Before turning in last night, and after coaxing a cat back into the house after she wandered out a window and onto the roof, I noticed that the New York Times had an article in it today about the situation here in Portland. I was too beat to blog about it then, but if you haven't seen it, it's here.

The article, which I can't seem to find in my hard copy of the national edition, is written by Kirk Johnson, the Times reporter stationed in Seattle, with co-author credit to Sergio Olmos, a Portland freelance writer well connected on the left. 

It's a curious piece, in that it tries to weave several disconnected Portland threads into something coherent: the George Floyd protests, the anarchist riots, the gang wars, and the City Council decision to try out the new "street response" unit on a small scale before implementing it citywide. To many of us who live here, the connections seem pretty strained. And the Times didn't try too hard to hear from all sides. It wound up with a slightly Hardesty-esque slant on things.
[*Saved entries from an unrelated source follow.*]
//! The shared document store and its live change feed.
//!
//! [`Store`] pairs the `SeaORM` connection with a broadcast channel. Every mutation in
//! `core` publishes the [`Collection`] it touched, and subscriptions turn those
//! notifications into full-replace snapshots of a standing query.

use crate::{
    core::request::{RequestFilter, find_requests},
    entities::{Product, ProductModel, RequestModel, product},
    errors::Result,
};
use sea_orm::{DatabaseConnection, QueryOrder, prelude::*};
use std::sync::Arc;
use tokio::sync::broadcast;
use tracing::{debug, trace};

const CHANGE_FEED_CAPACITY: usize = 256;

/// The tables that publish change notifications.
#[derive(Debug, Clone, Copy, PartialEq, Eq, Hash)]
pub enum Collection {
    /// The product catalog
    Products,
    /// Stock-change requests
    Requests,
}

/// Database connection shared with a change notifier.
///
/// Cloning is cheap; clones share both the connection pool and the feed.
#[derive(Debug, Clone)]
pub struct Store {
    db: Arc<DatabaseConnection>,
    changes: broadcast::Sender<Collection>,
}

impl Store {
    /// Wraps an open connection.
    #[must_use]
    pub fn new(db: DatabaseConnection) -> Self {
        let (changes, _) = broadcast::channel(CHANGE_FEED_CAPACITY);
        Self {
            db: Arc::new(db),
            changes,
        }
    }

    /// The underlying connection, for reads and for opening transactions.
    #[must_use]
    pub fn db(&self) -> &DatabaseConnection {
        self.db.as_ref()
    }

    /// Publishes that `collection` changed. Having no subscribers is not an error.
    pub fn notify(&self, collection: Collection) {
        let receivers = self.changes.send(collection).unwrap_or(0);
        trace!(?collection, receivers, "Published change notification");
    }

    /// Starts a live query over requests matching `filter`.
    #[must_use]
    pub fn subscribe_requests(&self, filter: RequestFilter) -> RequestSubscription {
        RequestSubscription {
            db: Arc::clone(&self.db),
            listener: ChangeListener::new(self.changes.subscribe(), Collection::Requests),
            filter,
        }
    }

    /// Starts a live query over the whole product catalog.
    #[must_use]
    pub fn subscribe_products(&self) -> ProductSubscription {
        ProductSubscription {
            db: Arc::clone(&self.db),
            listener: ChangeListener::new(self.changes.subscribe(), Collection::Products),
        }
    }
}

/// Waits for notifications about one collection. The first wait returns immediately so
/// subscribers always start with an initial snapshot.
#[derive(Debug)]
struct ChangeListener {
    rx: broadcast::Receiver<Collection>,
    collection: Collection,
    primed: bool,
}

impl ChangeListener {
    const fn new(rx: broadcast::Receiver<Collection>, collection: Collection) -> Self {
        Self {
            rx,
            collection,
            primed: false,
        }
    }

    /// Returns `false` once every [`Store`] handle has been dropped.
    async fn changed(&mut self) -> bool {
        if !self.primed {
            self.primed = true;
            return true;
        }
        loop {
            match self.rx.recv().await {
                Ok(collection) if collection == self.collection => return true,
                Ok(_) => {}
                Err(broadcast::error::RecvError::Lagged(skipped)) => {
                    debug!(skipped, collection = ?self.collection, "Subscriber lagged, refreshing");
                    return true;
                }
                Err(broadcast::error::RecvError::Closed) => return false,
            }
        }
    }
}

/// Live snapshots of a request query. Drop it to unsubscribe.
#[derive(Debug)]
pub struct RequestSubscription {
    db: Arc<DatabaseConnection>,
    listener: ChangeListener,
    filter: RequestFilter,
}

impl RequestSubscription {
    /// Waits for the next snapshot. The first call yields the current result set.
    ///
    /// Returns `None` once the store is gone.
    pub async fn next(&mut self) -> Option<Result<Vec<RequestModel>>> {
        if !self.listener.changed().await {
            return None;
        }
        Some(find_requests(self.db.as_ref(), &self.filter).await)
    }
}

/// Live snapshots of the product catalog. Drop it to unsubscribe.
#[derive(Debug)]
pub struct ProductSubscription {
    db: Arc<DatabaseConnection>,
    listener: ChangeListener,
}

impl ProductSubscription {
    /// Waits for the next catalog snapshot, ordered by name.
    pub async fn next(&mut self) -> Option<Result<Vec<ProductModel>>> {
        if !self.listener.changed().await {
            return None;
        }
        Some(
            Product::find()
                .order_by_asc(product::Column::Name)
                .order_by_asc(product::Column::Id)
                .all(self.db.as_ref())
                .await
                .map_err(Into::into),
        )
    }
}

#[cfg(test)]
mod tests {
    #![allow(clippy::unwrap_used)]
    use super::*;
    use crate::core::{product, request};
    use crate::test_utils::*;
    use std::time::Duration;
    use tokio::time::timeout;

    #[tokio::test]
    async fn test_subscription_starts_with_current_snapshot() -> Result<()> {
        let (store, product) = setup_with_product(10).await?;
        submit_test_request(&store, &product, 2).await?;

        let mut sub = store.subscribe_requests(RequestFilter::pending());
        let first = sub.next().await.unwrap()?;
        assert_eq!(first.len(), 1);
        Ok(())
    }

    #[tokio::test]
    async fn test_subscription_refreshes_after_change() -> Result<()> {
        let (store, product) = setup_with_product(10).await?;
        let mut sub = store.subscribe_requests(RequestFilter::pending());
        assert!(sub.next().await.unwrap()?.is_empty());

        let submitted = submit_test_request(&store, &product, 3).await?;
        let snapshot = timeout(Duration::from_secs(5), sub.next())
            .await
            .unwrap()
            .unwrap()?;
        assert_eq!(snapshot.len(), 1);
        assert_eq!(snapshot[0].id, submitted.id);

        request::reject(&store, submitted.id).await?;
        let snapshot = timeout(Duration::from_secs(5), sub.next())
            .await
            .unwrap()
            .unwrap()?;
        assert!(snapshot.is_empty());
        Ok(())
    }

    #[tokio::test]
    async fn test_subscription_ignores_other_collections() -> Result<()> {
        let store = setup_test_store().await?;
        let mut sub = store.subscribe_requests(RequestFilter::pending());
        sub.next().await.unwrap()?;

        product::create_product(&store, "Cap".to_string(), None, 1).await?;
        let waited = timeout(Duration::from_millis(100), sub.next()).await;
        assert!(waited.is_err(), "a product change must not wake a request subscriber");
        Ok(())
    }

    #[tokio::test]
    async fn test_product_subscription_sees_new_products() -> Result<()> {
        let store = setup_test_store().await?;
        let mut sub = store.subscribe_products();
        assert!(sub.next().await.unwrap()?.is_empty());

        product::create_product(&store, "Cap".to_string(), Some("M".to_string()), 4).await?;
        let snapshot = timeout(Duration::from_secs(5), sub.next())
            .await
            .unwrap()
            .unwrap()?;
        assert_eq!(snapshot.len(), 1);
        assert_eq!(snapshot[0].name, "Cap");
        Ok(())
    }

    #[tokio::test]
    async fn test_store_clones_share_connection_and_feed() -> Result<()> {
        let store = setup_test_store().await?;
        let handle = store.clone();
        let mut sub = store.subscribe_products();
        assert!(sub.next().await.unwrap()?.is_empty());

        product::create_product(&handle, "Cap".to_string(), None, 2).await?;
        let snapshot = timeout(Duration::from_secs(5), sub.next())
            .await
            .unwrap()
            .unwrap()?;
        assert_eq!(snapshot.len(), 1);
        assert_eq!(product::list_products(store.db()).await?.len(), 1);
        Ok(())
    }

    #[tokio::test]
    async fn test_subscription_ends_when_store_dropped() -> Result<()> {
        let store = setup_test_store().await?;
        let mut sub = store.subscribe_products();
        sub.next().await.unwrap()?;
        drop(store);
        assert!(sub.next().await.is_none());
        Ok(())
    }
}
Anyway, there are a few passages that resonated with me:

A hardened core of street activists, many of them professing opposition to authority in general, has dug in and shows no signs of going away. (Portland’s mayor, Ted Wheeler, has asked people to stop calling them protesters, but rather what they call themselves: anarchists.) Their numbers are now down to perhaps 25 to 75 on any given night, compared with hundreds in late 2020 and the many thousands who marched last summer in protests after Mr. Floyd’s murder....

More traditional protesters from Black Lives Matter and other movements who try to curtail violence are now ridiculed as “peace police” by the anarchists, who mostly consist of young, white men....

“Being able to protest every night is a white privilege, being able to yell at a police’s face is a white privilege,” said Gregory McKelvey, a prominent Black organizer who ran the mayoral campaign last year for Mr. Wheeler’s opponent, Sarah Iannarone... “These are people who have felt like they’ve had no agency or power in their life or in the political system,” he said. “They want to feel powerful, and when you can have the mayor talking about you every single day, and hundreds of police officers show up to fight you every day, you feel more powerful than when you’re sitting at home.”

I miss the era when nobody in New York cared about Portland. The big issue was whether you should be allowed to block out your space for the Rose Festival parade by marking it off on the sidewalk with duct tape the night before. Remember that? Now the big question is whether routine rioting is white privilege. How far we've "progressed."

Comments

  1. Struck me as a good report. I'm not there, as you are, but with 25 to 75 nihilists trashing everything in sight for months on end, including legitimate protests, the fact that there are still cops willing to step up and protect the community is admirable. I'd have committed those idiots to a slow boat to Antartica many months ago.